======== DATA TO PROCESS

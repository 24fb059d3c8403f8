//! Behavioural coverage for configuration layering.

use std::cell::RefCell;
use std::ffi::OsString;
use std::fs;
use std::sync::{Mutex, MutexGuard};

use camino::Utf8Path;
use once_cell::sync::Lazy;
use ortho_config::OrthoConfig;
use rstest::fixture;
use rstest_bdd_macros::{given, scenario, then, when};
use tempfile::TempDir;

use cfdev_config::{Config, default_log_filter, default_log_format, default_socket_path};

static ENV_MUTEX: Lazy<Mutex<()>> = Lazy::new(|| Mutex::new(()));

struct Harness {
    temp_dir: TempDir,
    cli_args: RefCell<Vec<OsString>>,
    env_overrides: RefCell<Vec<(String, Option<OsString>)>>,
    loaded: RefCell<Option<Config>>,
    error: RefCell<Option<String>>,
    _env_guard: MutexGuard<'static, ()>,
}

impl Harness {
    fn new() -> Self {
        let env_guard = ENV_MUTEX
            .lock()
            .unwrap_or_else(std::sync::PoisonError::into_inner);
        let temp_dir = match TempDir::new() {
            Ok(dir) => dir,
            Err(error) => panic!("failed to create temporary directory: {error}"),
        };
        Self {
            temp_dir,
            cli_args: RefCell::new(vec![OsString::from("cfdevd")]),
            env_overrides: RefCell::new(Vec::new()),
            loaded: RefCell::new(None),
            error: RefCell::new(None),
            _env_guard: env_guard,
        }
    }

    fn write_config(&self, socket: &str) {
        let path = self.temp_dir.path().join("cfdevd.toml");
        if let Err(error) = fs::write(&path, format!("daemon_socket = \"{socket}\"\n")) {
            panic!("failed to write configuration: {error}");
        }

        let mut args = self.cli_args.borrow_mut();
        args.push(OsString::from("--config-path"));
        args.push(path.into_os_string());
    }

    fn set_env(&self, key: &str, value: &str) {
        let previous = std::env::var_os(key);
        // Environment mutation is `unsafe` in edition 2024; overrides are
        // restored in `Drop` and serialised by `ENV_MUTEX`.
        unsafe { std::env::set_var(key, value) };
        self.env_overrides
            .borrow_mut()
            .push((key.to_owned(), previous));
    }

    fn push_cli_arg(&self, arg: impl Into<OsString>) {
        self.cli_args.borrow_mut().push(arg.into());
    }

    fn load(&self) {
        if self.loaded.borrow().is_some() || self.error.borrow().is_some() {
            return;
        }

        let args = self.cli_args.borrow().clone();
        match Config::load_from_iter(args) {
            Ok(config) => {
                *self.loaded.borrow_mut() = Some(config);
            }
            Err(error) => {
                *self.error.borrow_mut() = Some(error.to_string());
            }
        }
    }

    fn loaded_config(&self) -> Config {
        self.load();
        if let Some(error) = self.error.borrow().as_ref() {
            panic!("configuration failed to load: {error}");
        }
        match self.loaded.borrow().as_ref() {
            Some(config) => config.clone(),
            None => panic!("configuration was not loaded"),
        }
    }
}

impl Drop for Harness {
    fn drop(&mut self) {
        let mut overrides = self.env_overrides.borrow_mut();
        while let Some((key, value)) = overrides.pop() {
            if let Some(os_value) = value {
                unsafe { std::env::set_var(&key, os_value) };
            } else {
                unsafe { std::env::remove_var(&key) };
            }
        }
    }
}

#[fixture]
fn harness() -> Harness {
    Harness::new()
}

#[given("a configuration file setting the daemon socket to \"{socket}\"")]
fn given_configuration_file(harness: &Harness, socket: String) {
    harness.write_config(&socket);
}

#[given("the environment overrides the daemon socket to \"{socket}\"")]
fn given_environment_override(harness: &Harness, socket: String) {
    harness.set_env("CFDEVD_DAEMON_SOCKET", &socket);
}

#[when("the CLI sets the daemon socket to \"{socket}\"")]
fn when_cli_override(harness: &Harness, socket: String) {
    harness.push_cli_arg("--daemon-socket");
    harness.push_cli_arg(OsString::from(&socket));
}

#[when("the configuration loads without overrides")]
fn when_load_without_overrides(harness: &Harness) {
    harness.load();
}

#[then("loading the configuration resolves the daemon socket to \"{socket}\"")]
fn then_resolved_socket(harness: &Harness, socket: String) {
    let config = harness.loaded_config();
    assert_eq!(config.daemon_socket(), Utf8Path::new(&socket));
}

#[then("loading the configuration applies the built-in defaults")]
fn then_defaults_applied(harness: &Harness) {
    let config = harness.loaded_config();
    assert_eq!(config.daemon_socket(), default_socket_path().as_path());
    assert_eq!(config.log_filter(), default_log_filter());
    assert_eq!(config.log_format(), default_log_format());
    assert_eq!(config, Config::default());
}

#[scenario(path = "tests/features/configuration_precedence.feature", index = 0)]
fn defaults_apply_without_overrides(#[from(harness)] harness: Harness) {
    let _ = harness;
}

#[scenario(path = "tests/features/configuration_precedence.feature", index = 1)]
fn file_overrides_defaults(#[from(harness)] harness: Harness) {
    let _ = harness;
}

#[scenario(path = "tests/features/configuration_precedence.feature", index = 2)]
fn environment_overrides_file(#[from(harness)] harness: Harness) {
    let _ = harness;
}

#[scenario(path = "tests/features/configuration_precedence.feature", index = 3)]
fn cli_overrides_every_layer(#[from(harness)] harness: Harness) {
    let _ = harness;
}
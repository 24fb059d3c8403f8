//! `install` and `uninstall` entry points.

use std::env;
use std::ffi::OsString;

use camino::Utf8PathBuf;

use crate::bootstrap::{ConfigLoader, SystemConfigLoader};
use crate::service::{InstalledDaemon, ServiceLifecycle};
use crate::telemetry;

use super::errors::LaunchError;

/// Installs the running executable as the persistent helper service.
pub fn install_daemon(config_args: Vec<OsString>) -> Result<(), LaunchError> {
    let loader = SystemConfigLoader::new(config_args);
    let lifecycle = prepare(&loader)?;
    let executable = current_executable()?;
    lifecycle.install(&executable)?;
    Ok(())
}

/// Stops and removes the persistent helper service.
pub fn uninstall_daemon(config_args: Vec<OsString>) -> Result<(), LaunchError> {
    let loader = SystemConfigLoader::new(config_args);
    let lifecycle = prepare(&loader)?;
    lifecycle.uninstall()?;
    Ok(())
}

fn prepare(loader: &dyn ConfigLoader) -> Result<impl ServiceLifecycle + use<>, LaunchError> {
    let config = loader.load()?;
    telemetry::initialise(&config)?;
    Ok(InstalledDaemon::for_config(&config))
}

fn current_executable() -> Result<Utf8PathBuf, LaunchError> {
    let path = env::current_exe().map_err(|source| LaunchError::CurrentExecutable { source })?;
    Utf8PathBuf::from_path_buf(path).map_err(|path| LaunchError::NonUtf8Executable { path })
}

================
======== DATA TO PROCESS

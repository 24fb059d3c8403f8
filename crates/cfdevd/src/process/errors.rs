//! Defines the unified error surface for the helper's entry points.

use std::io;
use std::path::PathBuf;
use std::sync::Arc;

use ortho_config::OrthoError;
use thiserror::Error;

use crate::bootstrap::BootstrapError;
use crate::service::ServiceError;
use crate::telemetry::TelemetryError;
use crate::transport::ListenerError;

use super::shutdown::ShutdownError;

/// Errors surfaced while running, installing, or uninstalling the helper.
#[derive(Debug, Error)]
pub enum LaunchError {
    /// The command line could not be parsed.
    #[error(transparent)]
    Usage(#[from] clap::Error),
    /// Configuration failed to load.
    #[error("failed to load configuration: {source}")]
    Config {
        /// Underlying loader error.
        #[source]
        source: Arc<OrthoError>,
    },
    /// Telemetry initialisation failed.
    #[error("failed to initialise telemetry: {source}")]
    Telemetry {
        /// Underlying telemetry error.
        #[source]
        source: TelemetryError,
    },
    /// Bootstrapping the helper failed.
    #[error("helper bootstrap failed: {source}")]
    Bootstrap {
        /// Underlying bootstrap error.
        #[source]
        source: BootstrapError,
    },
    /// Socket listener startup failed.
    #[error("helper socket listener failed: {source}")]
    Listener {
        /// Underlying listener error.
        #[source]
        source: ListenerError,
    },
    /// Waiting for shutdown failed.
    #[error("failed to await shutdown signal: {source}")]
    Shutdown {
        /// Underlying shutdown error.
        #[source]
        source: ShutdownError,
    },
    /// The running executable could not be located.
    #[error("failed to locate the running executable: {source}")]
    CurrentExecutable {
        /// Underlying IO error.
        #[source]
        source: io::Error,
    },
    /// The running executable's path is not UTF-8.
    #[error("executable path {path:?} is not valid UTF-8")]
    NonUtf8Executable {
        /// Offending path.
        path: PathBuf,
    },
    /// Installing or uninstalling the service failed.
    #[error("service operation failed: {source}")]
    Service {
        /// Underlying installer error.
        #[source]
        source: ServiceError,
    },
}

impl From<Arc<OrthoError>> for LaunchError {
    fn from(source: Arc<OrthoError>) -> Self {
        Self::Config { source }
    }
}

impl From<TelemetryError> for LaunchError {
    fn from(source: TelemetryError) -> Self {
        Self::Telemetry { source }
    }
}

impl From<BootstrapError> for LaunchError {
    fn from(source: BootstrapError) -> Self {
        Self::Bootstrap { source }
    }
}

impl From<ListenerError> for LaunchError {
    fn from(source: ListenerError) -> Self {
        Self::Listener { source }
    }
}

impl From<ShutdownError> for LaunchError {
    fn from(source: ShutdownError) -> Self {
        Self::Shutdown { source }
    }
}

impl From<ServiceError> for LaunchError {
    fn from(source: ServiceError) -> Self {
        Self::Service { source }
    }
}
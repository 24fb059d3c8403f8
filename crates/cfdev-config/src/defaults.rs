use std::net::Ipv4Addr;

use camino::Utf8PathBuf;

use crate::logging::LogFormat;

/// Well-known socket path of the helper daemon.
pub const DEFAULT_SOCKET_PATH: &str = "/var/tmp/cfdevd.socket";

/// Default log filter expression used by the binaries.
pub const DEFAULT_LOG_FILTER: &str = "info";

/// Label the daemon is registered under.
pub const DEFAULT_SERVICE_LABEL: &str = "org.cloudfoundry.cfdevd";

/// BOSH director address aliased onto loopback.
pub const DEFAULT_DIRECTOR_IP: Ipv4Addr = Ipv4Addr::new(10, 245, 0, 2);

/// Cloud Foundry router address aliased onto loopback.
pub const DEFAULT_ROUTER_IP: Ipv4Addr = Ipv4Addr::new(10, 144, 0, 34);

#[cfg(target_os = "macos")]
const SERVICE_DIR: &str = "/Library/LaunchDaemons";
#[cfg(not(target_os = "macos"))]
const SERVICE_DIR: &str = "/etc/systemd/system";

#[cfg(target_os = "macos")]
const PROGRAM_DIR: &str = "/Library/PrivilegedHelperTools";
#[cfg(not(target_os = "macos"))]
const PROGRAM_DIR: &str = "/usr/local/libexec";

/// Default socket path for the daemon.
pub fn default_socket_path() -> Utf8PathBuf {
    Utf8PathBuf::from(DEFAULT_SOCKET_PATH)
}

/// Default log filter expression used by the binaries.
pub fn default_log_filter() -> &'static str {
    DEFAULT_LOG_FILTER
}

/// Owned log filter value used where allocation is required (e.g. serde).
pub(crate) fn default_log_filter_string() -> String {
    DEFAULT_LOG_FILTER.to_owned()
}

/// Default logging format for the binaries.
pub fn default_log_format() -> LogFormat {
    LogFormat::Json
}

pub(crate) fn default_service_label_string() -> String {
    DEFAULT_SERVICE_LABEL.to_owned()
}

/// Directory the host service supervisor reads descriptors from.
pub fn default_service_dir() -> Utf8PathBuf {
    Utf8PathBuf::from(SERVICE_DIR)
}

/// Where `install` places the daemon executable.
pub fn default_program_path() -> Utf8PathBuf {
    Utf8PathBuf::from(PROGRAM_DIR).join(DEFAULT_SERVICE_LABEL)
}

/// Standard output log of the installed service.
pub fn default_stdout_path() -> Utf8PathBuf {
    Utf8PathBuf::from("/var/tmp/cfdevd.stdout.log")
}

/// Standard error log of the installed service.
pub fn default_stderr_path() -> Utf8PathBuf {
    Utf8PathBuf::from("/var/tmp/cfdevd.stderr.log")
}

================
======== DATA TO PROCESS

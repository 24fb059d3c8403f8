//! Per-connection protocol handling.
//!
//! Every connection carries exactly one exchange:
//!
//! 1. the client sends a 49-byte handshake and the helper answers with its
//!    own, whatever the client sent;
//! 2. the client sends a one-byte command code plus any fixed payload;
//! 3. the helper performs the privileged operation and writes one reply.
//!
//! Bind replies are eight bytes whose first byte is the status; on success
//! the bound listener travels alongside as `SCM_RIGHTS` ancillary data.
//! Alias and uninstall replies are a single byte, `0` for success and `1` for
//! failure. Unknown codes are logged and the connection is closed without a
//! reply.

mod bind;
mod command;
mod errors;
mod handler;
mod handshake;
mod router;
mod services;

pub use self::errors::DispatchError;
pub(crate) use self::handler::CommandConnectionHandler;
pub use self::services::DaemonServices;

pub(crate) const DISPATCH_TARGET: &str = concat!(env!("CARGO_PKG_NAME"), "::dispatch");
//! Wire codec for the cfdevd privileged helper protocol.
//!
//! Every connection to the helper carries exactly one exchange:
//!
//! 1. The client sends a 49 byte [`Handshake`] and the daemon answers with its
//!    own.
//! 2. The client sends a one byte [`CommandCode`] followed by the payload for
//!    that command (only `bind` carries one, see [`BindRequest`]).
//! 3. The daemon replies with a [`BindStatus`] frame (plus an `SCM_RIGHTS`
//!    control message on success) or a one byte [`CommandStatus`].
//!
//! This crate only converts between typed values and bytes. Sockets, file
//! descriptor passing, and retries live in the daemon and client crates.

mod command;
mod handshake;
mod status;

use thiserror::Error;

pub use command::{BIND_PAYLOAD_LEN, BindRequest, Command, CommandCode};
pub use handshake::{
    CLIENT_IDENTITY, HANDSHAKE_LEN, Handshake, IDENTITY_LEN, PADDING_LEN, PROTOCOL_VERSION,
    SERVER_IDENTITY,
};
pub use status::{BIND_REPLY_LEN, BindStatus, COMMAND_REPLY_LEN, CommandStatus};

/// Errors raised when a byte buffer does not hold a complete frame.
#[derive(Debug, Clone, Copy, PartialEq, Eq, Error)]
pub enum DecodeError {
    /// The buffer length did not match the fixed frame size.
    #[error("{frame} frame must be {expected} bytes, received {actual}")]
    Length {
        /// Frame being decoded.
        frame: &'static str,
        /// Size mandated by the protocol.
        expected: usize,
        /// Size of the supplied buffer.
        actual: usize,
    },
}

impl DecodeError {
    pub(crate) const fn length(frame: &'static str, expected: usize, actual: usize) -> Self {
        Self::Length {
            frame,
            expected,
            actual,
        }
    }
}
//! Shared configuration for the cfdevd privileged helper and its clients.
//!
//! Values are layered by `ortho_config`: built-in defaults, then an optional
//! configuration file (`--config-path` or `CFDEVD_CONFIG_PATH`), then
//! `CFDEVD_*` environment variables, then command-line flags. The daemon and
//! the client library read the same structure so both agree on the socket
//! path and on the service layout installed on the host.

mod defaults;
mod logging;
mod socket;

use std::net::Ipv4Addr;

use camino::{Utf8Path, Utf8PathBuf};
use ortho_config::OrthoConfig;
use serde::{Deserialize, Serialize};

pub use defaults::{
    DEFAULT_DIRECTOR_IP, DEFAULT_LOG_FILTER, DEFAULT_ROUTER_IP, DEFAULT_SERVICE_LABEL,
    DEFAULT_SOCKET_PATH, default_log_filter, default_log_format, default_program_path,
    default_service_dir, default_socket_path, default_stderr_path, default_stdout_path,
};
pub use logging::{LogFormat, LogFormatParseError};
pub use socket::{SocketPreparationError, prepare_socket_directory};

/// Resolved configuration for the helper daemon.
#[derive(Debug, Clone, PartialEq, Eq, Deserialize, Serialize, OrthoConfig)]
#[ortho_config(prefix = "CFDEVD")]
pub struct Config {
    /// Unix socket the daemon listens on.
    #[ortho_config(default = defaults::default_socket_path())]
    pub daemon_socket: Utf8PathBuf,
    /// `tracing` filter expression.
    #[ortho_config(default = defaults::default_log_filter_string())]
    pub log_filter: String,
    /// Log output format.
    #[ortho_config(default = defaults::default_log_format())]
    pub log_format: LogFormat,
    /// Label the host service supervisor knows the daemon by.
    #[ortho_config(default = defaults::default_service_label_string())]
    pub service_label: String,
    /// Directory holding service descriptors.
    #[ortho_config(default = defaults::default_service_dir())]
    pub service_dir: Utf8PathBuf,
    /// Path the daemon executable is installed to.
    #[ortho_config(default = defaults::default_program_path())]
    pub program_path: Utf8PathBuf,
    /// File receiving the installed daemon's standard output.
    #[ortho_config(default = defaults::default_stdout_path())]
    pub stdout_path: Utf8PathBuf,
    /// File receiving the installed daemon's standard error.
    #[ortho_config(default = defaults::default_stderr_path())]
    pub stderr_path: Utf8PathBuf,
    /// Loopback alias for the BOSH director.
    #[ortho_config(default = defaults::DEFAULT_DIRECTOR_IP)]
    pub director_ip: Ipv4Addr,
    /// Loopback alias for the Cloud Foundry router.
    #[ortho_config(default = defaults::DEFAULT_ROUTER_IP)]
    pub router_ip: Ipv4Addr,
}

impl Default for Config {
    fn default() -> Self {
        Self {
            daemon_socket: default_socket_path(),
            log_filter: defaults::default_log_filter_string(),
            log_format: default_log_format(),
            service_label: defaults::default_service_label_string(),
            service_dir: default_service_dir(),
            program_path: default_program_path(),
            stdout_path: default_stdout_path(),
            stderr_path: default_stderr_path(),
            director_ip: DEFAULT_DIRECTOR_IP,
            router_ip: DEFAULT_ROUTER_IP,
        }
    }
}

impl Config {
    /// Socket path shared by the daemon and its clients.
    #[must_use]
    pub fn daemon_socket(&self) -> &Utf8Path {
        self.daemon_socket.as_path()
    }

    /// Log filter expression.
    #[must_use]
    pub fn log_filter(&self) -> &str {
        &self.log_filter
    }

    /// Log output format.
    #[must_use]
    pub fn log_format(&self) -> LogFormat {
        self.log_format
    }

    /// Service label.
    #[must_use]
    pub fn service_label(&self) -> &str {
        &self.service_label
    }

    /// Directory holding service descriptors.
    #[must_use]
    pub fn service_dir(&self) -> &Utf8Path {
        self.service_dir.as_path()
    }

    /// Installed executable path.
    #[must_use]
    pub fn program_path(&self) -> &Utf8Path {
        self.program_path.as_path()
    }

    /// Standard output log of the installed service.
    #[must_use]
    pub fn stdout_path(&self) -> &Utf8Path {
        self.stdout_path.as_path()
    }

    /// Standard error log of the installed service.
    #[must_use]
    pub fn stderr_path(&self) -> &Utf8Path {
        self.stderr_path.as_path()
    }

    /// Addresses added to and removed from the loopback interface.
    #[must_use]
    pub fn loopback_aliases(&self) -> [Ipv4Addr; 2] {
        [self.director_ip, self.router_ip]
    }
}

================

Copy the lines above exactly. Start with the line containing "#[error(transparent)]", end with the line containing "Telemetry initialisation failed.", and include both.

    #[error(transparent)]
    Usage(#[from] clap::Error),
    /// Configuration failed to load.
    #[error("failed to load configuration: {source}")]
    Config {
        /// Underlying loader error.
        #[source]
        source: Arc<OrthoError>,
    },
    /// Telemetry initialisation failed.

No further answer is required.